Required action
Go through the lines below, tally those that include the word "before", and give only the tally.

Records for processing
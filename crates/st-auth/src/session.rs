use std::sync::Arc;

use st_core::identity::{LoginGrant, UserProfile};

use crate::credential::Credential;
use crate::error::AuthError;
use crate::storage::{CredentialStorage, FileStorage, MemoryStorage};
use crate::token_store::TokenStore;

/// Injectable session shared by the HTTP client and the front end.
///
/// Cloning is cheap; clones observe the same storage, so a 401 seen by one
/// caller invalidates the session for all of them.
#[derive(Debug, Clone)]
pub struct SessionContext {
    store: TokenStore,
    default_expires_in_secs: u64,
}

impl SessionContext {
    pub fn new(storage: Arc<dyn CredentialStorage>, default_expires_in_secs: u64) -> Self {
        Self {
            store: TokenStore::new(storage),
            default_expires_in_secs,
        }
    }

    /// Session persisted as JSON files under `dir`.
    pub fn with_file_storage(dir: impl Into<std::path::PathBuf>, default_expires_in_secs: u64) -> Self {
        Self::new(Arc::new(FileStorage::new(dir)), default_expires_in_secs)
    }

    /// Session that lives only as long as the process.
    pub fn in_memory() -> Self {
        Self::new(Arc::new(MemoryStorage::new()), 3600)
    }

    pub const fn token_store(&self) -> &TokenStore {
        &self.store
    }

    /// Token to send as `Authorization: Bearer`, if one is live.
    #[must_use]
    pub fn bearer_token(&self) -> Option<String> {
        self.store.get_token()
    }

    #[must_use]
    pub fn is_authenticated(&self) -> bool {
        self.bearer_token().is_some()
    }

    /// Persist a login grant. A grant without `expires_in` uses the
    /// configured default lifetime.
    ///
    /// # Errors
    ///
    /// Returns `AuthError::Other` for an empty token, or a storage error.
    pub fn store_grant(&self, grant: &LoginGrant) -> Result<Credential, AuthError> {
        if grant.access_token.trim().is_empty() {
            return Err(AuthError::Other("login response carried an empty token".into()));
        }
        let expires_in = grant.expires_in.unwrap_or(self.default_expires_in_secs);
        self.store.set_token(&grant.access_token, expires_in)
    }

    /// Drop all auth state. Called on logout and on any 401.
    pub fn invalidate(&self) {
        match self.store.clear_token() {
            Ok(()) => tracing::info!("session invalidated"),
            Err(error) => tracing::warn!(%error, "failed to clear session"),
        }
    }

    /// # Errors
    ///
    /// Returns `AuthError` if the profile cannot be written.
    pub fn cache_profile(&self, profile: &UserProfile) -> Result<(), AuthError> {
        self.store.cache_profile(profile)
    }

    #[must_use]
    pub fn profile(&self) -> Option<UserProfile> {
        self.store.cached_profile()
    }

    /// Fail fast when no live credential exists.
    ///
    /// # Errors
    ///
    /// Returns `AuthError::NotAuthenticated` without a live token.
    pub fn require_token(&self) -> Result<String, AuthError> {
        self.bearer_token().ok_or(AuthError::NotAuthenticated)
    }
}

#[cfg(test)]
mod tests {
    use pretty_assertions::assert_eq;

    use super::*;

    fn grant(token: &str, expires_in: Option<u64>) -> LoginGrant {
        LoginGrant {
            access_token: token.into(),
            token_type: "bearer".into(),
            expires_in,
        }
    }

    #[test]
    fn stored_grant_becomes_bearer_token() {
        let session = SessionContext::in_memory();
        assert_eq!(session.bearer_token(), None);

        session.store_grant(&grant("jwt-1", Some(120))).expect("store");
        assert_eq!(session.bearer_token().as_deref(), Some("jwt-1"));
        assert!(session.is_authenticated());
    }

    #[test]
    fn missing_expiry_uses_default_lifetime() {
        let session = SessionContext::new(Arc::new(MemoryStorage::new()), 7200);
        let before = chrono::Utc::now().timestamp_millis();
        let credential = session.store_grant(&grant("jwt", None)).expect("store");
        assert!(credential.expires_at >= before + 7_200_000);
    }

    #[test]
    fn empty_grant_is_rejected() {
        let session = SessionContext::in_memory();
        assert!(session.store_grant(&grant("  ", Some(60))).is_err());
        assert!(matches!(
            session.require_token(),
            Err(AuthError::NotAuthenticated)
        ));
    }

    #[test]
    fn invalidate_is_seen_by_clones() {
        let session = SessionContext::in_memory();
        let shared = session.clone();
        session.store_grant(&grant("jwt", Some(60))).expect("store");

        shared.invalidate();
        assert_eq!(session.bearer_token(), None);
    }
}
* * *
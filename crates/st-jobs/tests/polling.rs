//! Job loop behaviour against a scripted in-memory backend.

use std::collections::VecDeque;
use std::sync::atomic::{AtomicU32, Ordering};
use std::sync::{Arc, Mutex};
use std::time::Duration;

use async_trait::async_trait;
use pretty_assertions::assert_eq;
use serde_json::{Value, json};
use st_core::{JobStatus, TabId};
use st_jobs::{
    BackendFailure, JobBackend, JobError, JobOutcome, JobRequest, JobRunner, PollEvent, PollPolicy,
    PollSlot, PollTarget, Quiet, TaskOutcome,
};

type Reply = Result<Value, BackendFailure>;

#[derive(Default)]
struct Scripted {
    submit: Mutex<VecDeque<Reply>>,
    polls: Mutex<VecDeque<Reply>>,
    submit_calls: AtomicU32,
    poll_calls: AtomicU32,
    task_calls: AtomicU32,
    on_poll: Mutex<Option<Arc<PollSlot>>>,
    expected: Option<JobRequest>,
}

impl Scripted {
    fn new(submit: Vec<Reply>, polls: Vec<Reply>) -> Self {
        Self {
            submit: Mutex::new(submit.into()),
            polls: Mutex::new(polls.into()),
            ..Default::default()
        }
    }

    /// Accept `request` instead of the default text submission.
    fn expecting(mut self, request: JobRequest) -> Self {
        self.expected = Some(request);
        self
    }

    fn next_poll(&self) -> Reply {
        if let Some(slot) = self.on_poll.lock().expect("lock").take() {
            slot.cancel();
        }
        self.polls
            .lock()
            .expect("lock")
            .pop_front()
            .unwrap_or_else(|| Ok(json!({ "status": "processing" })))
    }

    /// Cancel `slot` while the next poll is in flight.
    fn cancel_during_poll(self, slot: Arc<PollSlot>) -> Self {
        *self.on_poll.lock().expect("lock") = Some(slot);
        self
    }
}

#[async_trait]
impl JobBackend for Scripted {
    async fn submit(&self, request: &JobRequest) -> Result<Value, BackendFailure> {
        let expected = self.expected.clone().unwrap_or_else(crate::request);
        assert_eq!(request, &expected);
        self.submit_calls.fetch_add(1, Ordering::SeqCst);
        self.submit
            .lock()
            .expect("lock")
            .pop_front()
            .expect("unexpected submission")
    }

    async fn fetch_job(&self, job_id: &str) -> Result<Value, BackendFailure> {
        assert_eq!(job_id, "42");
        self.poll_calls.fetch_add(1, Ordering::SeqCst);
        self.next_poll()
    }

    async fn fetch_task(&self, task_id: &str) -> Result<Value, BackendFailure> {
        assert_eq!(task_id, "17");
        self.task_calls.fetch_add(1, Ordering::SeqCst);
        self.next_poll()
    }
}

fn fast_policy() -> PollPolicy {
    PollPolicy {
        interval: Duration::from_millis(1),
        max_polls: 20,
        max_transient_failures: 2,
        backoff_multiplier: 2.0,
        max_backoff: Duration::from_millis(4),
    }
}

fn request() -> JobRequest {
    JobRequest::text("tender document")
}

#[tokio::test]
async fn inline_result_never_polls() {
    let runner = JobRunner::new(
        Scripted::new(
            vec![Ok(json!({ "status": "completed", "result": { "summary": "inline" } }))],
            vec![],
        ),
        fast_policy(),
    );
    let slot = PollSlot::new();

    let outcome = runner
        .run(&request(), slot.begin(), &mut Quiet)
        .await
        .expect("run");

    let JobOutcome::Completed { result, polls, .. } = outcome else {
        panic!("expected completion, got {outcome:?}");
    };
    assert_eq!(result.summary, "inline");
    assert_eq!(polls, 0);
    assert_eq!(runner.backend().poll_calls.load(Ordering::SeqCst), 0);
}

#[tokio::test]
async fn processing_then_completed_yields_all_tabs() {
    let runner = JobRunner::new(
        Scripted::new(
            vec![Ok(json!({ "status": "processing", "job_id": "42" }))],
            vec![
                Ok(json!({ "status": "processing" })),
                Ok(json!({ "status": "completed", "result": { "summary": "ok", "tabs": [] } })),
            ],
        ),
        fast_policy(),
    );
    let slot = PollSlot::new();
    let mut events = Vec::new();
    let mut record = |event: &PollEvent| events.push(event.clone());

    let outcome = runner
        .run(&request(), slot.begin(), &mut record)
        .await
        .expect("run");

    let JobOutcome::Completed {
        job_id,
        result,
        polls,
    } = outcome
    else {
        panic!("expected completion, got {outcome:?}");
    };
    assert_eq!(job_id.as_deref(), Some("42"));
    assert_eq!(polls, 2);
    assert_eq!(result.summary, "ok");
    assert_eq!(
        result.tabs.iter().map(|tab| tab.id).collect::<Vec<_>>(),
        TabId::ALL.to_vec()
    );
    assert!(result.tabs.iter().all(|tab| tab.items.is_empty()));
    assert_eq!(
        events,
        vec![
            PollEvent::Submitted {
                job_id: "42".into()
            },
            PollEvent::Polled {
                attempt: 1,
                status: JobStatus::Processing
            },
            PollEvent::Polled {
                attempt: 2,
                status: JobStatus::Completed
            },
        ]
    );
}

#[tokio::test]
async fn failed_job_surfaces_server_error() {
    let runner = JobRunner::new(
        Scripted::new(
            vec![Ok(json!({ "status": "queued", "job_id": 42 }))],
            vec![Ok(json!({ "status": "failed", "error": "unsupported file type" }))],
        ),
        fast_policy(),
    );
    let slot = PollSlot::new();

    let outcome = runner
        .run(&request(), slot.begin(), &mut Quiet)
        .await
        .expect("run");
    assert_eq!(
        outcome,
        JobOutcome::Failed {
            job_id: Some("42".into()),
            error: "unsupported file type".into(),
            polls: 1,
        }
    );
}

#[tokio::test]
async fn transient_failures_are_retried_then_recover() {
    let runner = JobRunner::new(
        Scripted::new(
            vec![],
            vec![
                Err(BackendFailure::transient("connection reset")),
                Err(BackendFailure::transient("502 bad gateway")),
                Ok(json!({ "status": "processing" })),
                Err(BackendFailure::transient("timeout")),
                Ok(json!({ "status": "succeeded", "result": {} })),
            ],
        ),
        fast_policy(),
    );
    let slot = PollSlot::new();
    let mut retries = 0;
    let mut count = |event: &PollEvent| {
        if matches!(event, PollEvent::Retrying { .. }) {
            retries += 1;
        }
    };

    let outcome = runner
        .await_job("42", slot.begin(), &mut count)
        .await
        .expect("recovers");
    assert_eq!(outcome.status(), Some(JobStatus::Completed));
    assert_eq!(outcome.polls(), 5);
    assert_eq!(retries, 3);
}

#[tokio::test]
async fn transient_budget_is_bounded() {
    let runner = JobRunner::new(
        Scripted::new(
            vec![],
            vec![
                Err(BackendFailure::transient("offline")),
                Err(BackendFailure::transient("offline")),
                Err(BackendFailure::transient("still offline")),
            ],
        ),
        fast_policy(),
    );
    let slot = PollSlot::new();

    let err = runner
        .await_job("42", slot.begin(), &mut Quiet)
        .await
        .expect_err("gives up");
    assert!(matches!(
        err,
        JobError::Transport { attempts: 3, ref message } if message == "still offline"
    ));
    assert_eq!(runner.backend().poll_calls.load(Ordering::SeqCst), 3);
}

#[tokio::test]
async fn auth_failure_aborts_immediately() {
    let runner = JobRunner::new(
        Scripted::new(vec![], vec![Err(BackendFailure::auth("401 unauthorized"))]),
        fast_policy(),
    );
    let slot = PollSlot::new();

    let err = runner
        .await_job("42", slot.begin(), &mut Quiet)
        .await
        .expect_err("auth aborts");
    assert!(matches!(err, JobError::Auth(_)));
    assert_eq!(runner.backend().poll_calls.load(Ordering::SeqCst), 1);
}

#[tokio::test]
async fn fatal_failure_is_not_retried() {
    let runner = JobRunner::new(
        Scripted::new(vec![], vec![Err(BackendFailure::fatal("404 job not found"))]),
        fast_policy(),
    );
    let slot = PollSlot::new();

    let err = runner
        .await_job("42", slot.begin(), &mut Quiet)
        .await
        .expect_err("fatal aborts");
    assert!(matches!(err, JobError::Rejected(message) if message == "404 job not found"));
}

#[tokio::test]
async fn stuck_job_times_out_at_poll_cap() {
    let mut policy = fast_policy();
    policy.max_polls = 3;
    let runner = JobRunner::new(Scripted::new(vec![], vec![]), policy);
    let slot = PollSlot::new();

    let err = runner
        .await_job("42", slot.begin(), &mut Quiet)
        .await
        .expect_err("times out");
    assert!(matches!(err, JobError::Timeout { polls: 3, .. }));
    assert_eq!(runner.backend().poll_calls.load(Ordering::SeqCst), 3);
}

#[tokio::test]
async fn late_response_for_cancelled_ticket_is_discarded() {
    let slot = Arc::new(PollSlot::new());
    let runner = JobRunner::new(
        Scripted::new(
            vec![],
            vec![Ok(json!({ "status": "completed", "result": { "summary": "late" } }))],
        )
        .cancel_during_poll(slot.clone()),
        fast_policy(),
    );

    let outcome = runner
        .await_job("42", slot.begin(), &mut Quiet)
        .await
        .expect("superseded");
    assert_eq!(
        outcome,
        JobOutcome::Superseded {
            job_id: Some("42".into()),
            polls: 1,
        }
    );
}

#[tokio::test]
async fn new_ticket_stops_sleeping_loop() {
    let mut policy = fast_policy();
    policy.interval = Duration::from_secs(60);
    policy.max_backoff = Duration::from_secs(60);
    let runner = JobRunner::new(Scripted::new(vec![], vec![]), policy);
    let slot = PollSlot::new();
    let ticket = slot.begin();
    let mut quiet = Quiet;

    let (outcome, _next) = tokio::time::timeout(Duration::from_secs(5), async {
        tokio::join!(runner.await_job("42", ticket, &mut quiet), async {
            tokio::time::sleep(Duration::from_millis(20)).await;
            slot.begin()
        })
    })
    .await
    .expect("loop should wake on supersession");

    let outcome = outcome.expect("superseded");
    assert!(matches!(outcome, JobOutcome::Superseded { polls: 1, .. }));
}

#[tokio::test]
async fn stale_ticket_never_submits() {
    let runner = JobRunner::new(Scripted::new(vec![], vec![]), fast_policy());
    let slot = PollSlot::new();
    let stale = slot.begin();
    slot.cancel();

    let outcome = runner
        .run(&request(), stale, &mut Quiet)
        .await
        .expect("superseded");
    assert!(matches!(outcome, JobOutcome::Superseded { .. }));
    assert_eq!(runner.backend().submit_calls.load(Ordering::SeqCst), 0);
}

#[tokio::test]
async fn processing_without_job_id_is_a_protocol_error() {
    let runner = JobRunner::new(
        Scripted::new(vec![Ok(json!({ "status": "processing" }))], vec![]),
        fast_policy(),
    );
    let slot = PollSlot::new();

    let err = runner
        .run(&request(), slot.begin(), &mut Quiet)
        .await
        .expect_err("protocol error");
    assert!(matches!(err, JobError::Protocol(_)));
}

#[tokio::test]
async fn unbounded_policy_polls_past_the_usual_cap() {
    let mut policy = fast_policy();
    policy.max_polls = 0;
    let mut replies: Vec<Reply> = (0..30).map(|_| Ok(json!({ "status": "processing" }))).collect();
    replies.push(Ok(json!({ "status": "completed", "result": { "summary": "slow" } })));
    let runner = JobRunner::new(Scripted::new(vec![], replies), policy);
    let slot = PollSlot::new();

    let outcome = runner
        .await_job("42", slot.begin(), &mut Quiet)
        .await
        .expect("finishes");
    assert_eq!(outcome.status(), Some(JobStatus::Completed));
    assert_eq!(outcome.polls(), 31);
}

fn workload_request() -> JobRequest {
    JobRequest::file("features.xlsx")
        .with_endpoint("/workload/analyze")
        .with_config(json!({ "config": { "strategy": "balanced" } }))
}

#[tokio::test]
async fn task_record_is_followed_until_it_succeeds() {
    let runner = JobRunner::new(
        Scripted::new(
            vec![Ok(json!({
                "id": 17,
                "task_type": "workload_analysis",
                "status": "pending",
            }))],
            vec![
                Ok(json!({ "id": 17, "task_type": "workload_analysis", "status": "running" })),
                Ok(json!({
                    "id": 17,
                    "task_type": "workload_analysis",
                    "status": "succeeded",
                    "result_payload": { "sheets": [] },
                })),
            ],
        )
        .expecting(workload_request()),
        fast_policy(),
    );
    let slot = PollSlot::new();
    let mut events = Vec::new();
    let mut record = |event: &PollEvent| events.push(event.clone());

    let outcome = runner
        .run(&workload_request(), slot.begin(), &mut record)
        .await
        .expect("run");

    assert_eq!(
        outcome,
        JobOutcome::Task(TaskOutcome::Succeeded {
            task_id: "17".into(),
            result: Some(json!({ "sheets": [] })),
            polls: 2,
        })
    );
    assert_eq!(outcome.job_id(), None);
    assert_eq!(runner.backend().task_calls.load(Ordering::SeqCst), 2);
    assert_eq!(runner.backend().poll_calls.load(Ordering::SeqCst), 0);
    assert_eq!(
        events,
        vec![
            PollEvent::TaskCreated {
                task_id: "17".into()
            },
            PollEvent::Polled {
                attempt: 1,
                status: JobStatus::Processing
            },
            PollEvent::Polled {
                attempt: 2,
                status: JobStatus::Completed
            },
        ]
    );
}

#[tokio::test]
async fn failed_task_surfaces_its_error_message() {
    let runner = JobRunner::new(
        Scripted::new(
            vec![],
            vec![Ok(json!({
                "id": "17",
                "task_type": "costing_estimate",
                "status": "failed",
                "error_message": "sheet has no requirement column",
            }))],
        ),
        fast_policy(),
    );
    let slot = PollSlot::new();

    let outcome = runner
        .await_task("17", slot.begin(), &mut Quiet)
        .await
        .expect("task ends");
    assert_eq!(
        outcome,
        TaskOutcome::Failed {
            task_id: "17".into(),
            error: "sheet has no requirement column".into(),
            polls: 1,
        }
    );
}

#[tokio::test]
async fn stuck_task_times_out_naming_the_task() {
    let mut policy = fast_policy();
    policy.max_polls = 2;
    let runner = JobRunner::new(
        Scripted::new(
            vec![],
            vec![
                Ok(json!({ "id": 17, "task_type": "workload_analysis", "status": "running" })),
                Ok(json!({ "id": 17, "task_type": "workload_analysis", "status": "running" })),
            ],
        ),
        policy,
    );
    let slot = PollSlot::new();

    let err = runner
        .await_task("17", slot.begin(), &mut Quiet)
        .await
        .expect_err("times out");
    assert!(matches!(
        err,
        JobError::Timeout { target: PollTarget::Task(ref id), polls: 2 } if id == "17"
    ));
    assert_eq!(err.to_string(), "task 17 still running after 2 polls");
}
* * *
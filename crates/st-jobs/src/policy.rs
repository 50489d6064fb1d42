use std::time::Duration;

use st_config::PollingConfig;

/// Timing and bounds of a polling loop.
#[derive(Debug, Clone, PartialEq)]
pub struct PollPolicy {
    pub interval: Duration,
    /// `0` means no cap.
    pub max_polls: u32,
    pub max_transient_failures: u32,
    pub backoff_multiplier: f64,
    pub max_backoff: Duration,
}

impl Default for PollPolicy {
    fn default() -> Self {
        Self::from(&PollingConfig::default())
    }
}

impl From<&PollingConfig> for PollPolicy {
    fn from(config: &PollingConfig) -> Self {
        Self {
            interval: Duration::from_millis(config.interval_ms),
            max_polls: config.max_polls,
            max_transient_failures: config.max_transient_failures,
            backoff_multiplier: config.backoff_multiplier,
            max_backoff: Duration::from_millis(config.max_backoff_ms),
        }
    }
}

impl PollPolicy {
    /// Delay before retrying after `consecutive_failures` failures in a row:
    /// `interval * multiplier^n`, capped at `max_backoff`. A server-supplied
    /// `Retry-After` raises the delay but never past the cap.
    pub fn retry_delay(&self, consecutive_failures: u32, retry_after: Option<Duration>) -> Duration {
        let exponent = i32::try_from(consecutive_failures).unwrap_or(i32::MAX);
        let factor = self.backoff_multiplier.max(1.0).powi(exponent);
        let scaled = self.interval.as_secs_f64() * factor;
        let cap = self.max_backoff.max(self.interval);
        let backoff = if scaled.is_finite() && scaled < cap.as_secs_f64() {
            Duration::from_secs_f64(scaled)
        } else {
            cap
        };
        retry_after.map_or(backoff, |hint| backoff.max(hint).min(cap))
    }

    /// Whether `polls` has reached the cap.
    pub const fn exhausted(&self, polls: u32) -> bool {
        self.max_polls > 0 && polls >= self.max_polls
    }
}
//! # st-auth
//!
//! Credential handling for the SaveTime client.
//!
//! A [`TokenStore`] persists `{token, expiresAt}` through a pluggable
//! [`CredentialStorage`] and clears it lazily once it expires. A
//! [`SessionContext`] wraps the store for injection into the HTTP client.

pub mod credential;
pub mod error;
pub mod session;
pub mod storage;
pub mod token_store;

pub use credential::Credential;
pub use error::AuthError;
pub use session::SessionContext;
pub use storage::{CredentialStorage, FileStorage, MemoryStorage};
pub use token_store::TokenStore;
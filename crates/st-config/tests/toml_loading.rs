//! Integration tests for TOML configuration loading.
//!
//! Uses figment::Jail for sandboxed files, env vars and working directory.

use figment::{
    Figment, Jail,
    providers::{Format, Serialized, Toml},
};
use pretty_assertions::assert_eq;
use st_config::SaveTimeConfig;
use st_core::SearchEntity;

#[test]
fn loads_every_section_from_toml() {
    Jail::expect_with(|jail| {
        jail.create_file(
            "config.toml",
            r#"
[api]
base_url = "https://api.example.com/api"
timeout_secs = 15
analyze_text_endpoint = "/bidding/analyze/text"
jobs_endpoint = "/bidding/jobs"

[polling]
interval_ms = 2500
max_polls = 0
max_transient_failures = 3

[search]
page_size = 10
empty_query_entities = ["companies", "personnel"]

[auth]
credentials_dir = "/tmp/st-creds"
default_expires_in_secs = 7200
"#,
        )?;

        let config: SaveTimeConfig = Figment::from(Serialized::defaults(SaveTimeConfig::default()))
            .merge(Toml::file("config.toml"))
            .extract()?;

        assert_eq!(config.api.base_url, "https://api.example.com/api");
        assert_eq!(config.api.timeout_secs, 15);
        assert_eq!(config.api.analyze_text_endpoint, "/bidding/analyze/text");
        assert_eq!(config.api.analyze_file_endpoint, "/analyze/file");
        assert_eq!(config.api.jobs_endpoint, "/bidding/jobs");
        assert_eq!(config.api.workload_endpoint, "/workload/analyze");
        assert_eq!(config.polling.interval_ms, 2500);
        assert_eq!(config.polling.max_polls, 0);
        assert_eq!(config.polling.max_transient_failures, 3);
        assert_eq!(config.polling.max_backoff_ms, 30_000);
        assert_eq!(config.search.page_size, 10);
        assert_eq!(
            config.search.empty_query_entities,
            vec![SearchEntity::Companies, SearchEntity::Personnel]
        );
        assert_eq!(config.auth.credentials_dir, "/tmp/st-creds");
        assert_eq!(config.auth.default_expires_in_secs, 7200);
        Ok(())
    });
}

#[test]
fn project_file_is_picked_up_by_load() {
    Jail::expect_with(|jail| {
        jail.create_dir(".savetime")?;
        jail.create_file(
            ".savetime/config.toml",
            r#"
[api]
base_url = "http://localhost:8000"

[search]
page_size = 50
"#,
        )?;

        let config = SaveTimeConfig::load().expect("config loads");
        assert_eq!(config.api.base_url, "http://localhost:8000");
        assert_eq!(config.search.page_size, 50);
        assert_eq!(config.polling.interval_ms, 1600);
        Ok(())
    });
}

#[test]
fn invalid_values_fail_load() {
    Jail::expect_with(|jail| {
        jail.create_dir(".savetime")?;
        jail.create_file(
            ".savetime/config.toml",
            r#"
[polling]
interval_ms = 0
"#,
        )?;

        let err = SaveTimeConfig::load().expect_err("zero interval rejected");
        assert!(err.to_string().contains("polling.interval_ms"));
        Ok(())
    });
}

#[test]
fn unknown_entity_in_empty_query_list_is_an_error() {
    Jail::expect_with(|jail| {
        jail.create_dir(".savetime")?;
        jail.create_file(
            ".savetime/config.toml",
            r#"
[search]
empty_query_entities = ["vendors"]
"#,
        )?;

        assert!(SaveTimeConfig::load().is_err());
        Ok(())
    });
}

Task response
3